1.  But it also mentions that water drops and directly touching the electrodes can also increase Cfs. Do these conditions also have to do with a small distance between the Cfs plate (finger or water drop) from the electrode plate? Or is there another important factor that weight is to increase Cfs drastically?

Yes, in the case of directly touching the electrode, the effect is a direct cause of the small distance between the plates of the capacitor. Since C = eA/D, small D will increase the capacitance exponentially.

In the case of liquid drops, the result is due to the absence of Cbody as the liquid drop has no capacitance with respect to the earth. And since Cbody is absent, any added Cfs will directly impact the Cm and cause an increase in Cm.

 

2. Understanding Cfm (the virtual capacitance between Cm and the finger)
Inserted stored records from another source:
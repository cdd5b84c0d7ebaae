use regex::Regex;
use serde::Serialize;

use crate::error::ParseError;

/// One attributed line of dialogue
#[derive(Debug, Clone, PartialEq, Eq, Serialize)]
pub struct SpeakerLine {
    /// One of the two configured speaker names
    pub speaker: String,
    /// Trimmed, non-empty line text
    pub text: String,
}

/// Splits raw dialogue into lines attributed to the two configured speakers
///
/// Names match literally and case-sensitively. Labels for anyone else are
/// not recognized; their text stays attached to the preceding line.
#[derive(Debug, Clone)]
pub struct DialogueParser {
    label: Regex,
}

impl DialogueParser {
    pub fn new(speaker1: &str, speaker2: &str) -> Result<Self, regex::Error> {
        let pattern = format!("({}|{}): ", regex::escape(speaker1), regex::escape(speaker2));
        let label = Regex::new(&pattern)?;

        Ok(Self { label })
    }

    /// Parse dialogue into speaker lines, in order of appearance
    ///
    /// Each line runs from its `Name: ` label to the next label or the end
    /// of the text, across line breaks. Blank lines are discarded.
    pub fn parse(&self, dialogue: &str) -> Result<Vec<SpeakerLine>, ParseError> {
        let labels: Vec<(usize, usize, &str)> = self
            .label
            .captures_iter(dialogue)
            .filter_map(|captures| {
                let label = captures.get(0)?;
                let name = captures.get(1)?;
                Some((label.start(), label.end(), name.as_str()))
            })
            .collect();

        let lines: Vec<SpeakerLine> = labels
            .iter()
            .enumerate()
            .filter_map(|(index, &(_, text_start, speaker))| {
                let text_end = labels.get(index + 1).map_or(dialogue.len(), |next| next.0);
                let text = dialogue[text_start..text_end].trim();

                (!text.is_empty()).then(|| SpeakerLine {
                    speaker: speaker.to_owned(),
                    text: text.to_owned(),
                })
            })
            .collect();

        if lines.is_empty() {
            tracing::error!("no valid speaker lines found in dialogue");
            return Err(ParseError::NoSpeakerLines);
        }

        tracing::debug!(lines = lines.len(), "parsed dialogue");

        Ok(lines)
    }
}
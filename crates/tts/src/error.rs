use thiserror::Error;

pub type Result<T> = std::result::Result<T, TtsError>;

/// Speech synthesis errors
#[derive(Debug, Error)]
pub enum TtsError {
    /// The service could not be reached
    #[error("connection error: {0}")]
    ConnectionError(String),

    /// The service rejected the credential
    #[error("authentication failed: {0}")]
    AuthenticationFailed(String),

    /// The service rejected the request body
    #[error("invalid request: {0}")]
    InvalidRequest(String),

    /// Any other non-success status from the service
    #[error("speech service returned {status}: {message}")]
    ProviderApiError { status: u16, message: String },

    /// The service answered successfully but sent no audio
    #[error("speech service returned no audio")]
    EmptyAudio,

    /// The service sent audio in a different format than requested
    #[error("speech service returned `{found}` audio, expected `{expected}`")]
    UnexpectedContentType { expected: &'static str, found: String },

    /// The response body could not be read
    #[error("failed to read speech response: {0}")]
    ResponseBody(String),

    /// Synthesized chunks could not be decoded, joined or re-encoded
    #[error("audio processing failed: {0}")]
    Audio(#[from] audio::AudioError),
}
use podcaster_config::Config;

/// Guidance sent to clients on how to script a podcast for this server
pub fn server_instructions(config: &Config) -> String {
    let speaker1 = &config.speaker1_name;
    let speaker2 = &config.speaker2_name;
    let length = config.default_podcast_length;

    format!(
        "\
Creates a podcast between two people named {speaker1} and {speaker2}.

The podcast should be approximately {length} minutes when spoken unless the user asks otherwise \
(about 1275 words per 10 minutes in total). Make it sound like a real conversation with \
back-and-forth discussion, questions, insights, and occasional humor. Include an introduction \
where the hosts introduce themselves and the topic, and a conclusion where they wrap up. If the \
provided content is too lengthy, discuss only the most important points; if it is too brief, \
expand on it with relevant discussion and context.

Format the script like this:
{speaker1}: [Speaker 1's dialogue]
{speaker2}: [Speaker 2's dialogue]
...and so on.

Natural speech markers:
  [pause-short] for brief pauses (0.3s)
  [pause-medium] for medium pauses (0.7s)
  [pause-long] for longer pauses (1.2s)
  [emphasis]...[/emphasis] around emphasized words
  [breath] where speakers would naturally take a breath
  [thoughtful] for moments of consideration
Include filler words like \"um\", \"uh\", \"you know\" occasionally. Mark sound effects as \
[SOUND EFFECT: description] and transitions as [TRANSITION].

Pass the finished script to `generate_podcast`; it returns the path of the exported audio file."
    )
}
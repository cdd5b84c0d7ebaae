use std::path::{Path, PathBuf};
use std::time::Duration;

use jiff::civil::DateTime;
use podcaster_config::Config;
use serde::{Deserialize, Serialize};

use crate::{error::GenerationError, request::PodcastRequest};

/// Error type reported for failures during generation
pub const GENERATION_ERROR: &str = "generation_error";
/// Error type reported for rejected request fields
pub const VALIDATION_ERROR: &str = "validation_error";

const BYTES_PER_MB: f64 = 1024.0 * 1024.0;

/// An exported audio file confirmed to exist and hold data
#[derive(Debug, Clone)]
pub struct AudioArtifact {
    path: PathBuf,
    size_bytes: u64,
}

impl AudioArtifact {
    /// Check that `path` is a non-empty file and resolve it to an absolute path
    pub async fn verify(path: &Path) -> Result<Self, GenerationError> {
        let missing = || GenerationError::MissingAudio(path.display().to_string());

        let metadata = tokio::fs::metadata(path).await.map_err(|_| missing())?;
        if !metadata.is_file() || metadata.len() == 0 {
            return Err(missing());
        }

        let path = tokio::fs::canonicalize(path).await.map_err(|_| missing())?;

        Ok(Self {
            path,
            size_bytes: metadata.len(),
        })
    }

    pub fn path(&self) -> &Path {
        &self.path
    }

    pub const fn size_bytes(&self) -> u64 {
        self.size_bytes
    }
}

/// Result of a successful generation
///
/// Built only from an [`AudioArtifact`], so `audio_path` always names a
/// file that existed and was non-empty when the response was created.
#[derive(Debug, Clone, Serialize)]
pub struct PodcastResponse {
    pub title: String,
    pub target_duration_min: u32,
    pub actual_duration_min: f64,
    pub word_count: usize,
    pub speakers: String,
    pub gpt_model_used: String,
    pub tts_model_used: String,
    pub success: bool,
    audio_path: String,
    pub file_size_mb: f64,
    pub created_at: DateTime,
    pub segments_processed: usize,
}

impl PodcastResponse {
    pub fn new(
        request: &PodcastRequest,
        config: &Config,
        duration: Duration,
        segments_processed: usize,
        artifact: &AudioArtifact,
        created_at: DateTime,
    ) -> Self {
        Self {
            title: request.title().to_owned(),
            target_duration_min: request.podcast_length(),
            actual_duration_min: round_to(duration.as_secs_f64() / 60.0, 1),
            word_count: request.word_count(),
            speakers: config.speakers_label(),
            gpt_model_used: config.gpt_model.clone(),
            tts_model_used: config.tts_model.clone(),
            success: true,
            audio_path: artifact.path().display().to_string(),
            file_size_mb: round_to(bytes_to_mb(artifact.size_bytes()), 2),
            created_at,
            segments_processed,
        }
    }

    pub fn audio_path(&self) -> &str {
        &self.audio_path
    }
}

/// Serializable failure record returned in place of a response
#[derive(Debug, Clone, PartialEq, Serialize, Deserialize)]
pub struct PodcastError {
    pub error: String,
    pub success: bool,
    pub error_type: String,
    pub timestamp: DateTime,
}

impl PodcastError {
    pub fn new(error: impl Into<String>, error_type: impl Into<String>) -> Self {
        Self {
            error: error.into(),
            success: false,
            error_type: error_type.into(),
            timestamp: jiff::Zoned::now().datetime(),
        }
    }

    /// Failure while generating
    pub fn generation(error: impl Into<String>) -> Self {
        Self::new(error, GENERATION_ERROR)
    }

    /// Request rejected before any work started
    pub fn validation(error: impl Into<String>) -> Self {
        Self::new(error, VALIDATION_ERROR)
    }
}

impl std::fmt::Display for PodcastError {
    fn fmt(&self, f: &mut std::fmt::Formatter<'_>) -> std::fmt::Result {
        write!(f, "{}: {}", self.error_type, self.error)
    }
}

impl std::error::Error for PodcastError {}

impl From<GenerationError> for PodcastError {
    fn from(error: GenerationError) -> Self {
        Self::generation(error.to_string())
    }
}

impl From<crate::error::ValidationError> for PodcastError {
    fn from(error: crate::error::ValidationError) -> Self {
        Self::validation(error.to_string())
    }
}

#[allow(clippy::cast_precision_loss)]
fn bytes_to_mb(bytes: u64) -> f64 {
    bytes as f64 / BYTES_PER_MB
}

fn round_to(value: f64, decimals: i32) -> f64 {
    let factor = 10_f64.powi(decimals);
    (value * factor).round() / factor
}
use thiserror::Error;

/// Dialogue parsing failures
#[derive(Debug, Error)]
pub enum ParseError {
    /// Nothing in the dialogue was attributed to a configured speaker
    #[error("No valid speaker lines found in dialogue")]
    NoSpeakerLines,
}

/// Request field constraint violations
#[derive(Debug, Error, PartialEq, Eq)]
pub enum ValidationError {
    #[error("title must not be empty")]
    EmptyTitle,

    #[error("title must be at most {max} characters, got {len}")]
    TitleTooLong { len: usize, max: usize },

    #[error("dialogue must not be empty")]
    EmptyDialogue,

    #[error("dialogue must be at least {min} characters, got {len}")]
    DialogueTooShort { len: usize, min: usize },

    #[error("podcast_length must be between {min} and {max} minutes, got {value}")]
    LengthOutOfRange { value: i64, min: u32, max: u32 },
}

/// Anything that can abort podcast generation
#[derive(Debug, Error)]
pub enum GenerationError {
    #[error(transparent)]
    Parse(#[from] ParseError),

    #[error("speech synthesis failed: {0}")]
    Synthesis(#[from] tts::TtsError),

    #[error("audio processing failed: {0}")]
    Audio(#[from] audio::AudioError),

    #[error("{context}: {source}")]
    Io {
        context: String,
        #[source]
        source: std::io::Error,
    },

    /// The exported file is missing or empty after writing
    #[error("Audio file does not exist at path: {0}")]
    MissingAudio(String),

    #[error("invalid marker or speaker pattern: {0}")]
    Pattern(#[from] regex::Error),
}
The electrical model of the CSX sensor has a split Cm to indicate that the Cfs, sensor to finger capacitance, isn't electrically connected after the Cm, which is the capacitance between the Tx and Rx electrode. Cfm is added to show the mutual capactiance change when the finger is pressed on the button. Cfm can be interpreted as dCm, which is the change in Cm when a finger touches the sensor. 

You can also see that without a finger, Cfm, Cfs and CbodyG will cease to exist and the capacitance between the Tx and Rx is effectively Cm.

Please let me know if you have further queries on this point.

 

3. Understanding  current flow

Let us consider 2 scenarios here - 

1 - where Cbody >> Cfs (good design) and 

2 - where Cbody << Cfs (signal disparity condition).

Case 1 will cause a drop in Irx whenever a finger touches the sensor since some current is taken from the normal Imt and is transferred to earth through our body (electrons travelling to PSoC from our body). 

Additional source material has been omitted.